僕は別に芦塚さんが好きとかじゃないけど、もしも目の前で芦塚さんが別の男とイチャついているのを見たら精神に異常をきたして3日は寝込むだろう。
それにしても、こんな良い子に嘘をついてるのが申し訳なくて仕方ない。
全部高御堂君が悪いんだからね!
「じゃあ西河、次はイクラを食べてみたらどうだ。これも食べたことないだろ?」
「ないけどこれはダメな気がする……。食わず嫌いと言いますか。でも、折角だしチャレンジしてみるよ」
イクラってもう見た目がアウトじゃない?
食べたいと思った事もないけど、北海道のものは何でも美味しいはずだからいけるでしょ。
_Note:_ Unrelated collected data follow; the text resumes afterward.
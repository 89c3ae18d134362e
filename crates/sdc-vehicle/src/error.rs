use thiserror::Error;

#[derive(Debug, Error)]
pub enum VehicleError {
    #[error("invalid vehicle parameter `{field}`: {value}")]
    InvalidParam {
        field: &'static str,
        value: f32,
    },
}

pub type VehicleResult<T> = Result<T, VehicleError>;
テレビでも『私〇〇は苦手なんですけど、これは美味しいです!』みたいな食レポをよく聞くし、多分美味しいはずだ。
僕はスプーンでイクラを一山すくい、恐る恐る口へと運んだ。
「どうだ西河? 食べられそうか」
「…………オイシイデスヨ」
「お前は本当に分かりやすいな……」
無理無理無理。
食感も嫌だし、中から汁が出てくるのが耐えられない。
うわ……これはダメなやつだぁ……。
北海道のイクラが食べられないなら、他所のイクラはもっとダメなんだろう。
もう二度と食べません。
「なんかごめんね? こんなに色々用意してくれたのに、全然食べられなくて……僕みたいなやつはコーンフレークとカロリーメイトだけ食べてればいいんだよ……」
「あれを食事と呼べるのかは怪しいが、まあ気にするな。食べられるものだけ食べればいいんだ。苦手な物は俺が食べてやるから」
「高御堂……!」
やだかっこいい……。
わざわざ北海道から持ってきたものを苦手だなんだと言って全然食べられない奴に、こんなに優しくできるなんて……。
高御堂君は本当に良い旦那様になりそうだね。
将来は社長さんだし、こんな有料物件は他にないよ?
それなのに、こんなバカ舌な女装野郎と付き合ってるフリをしてるなんて、人生の無駄遣いしてない?
もっと自分の価値に自信を持ってほしい。
「ほら、イクラはこっちに貰うから寄越せ」
「わかった……はい、あーん」
「違う、そうじゃない」
お皿ごと渡そうかと思ったが、余計なことを思いついたので実行してしまった。
ほら、さっき優香さんから疑惑の目を向けられたじゃん。
ここは仲良しアピールをするのが正しいんだよ。
スプーンにイクラを盛って高御堂君の口元へと突きつけるが、彼は中々口を開こうとしない。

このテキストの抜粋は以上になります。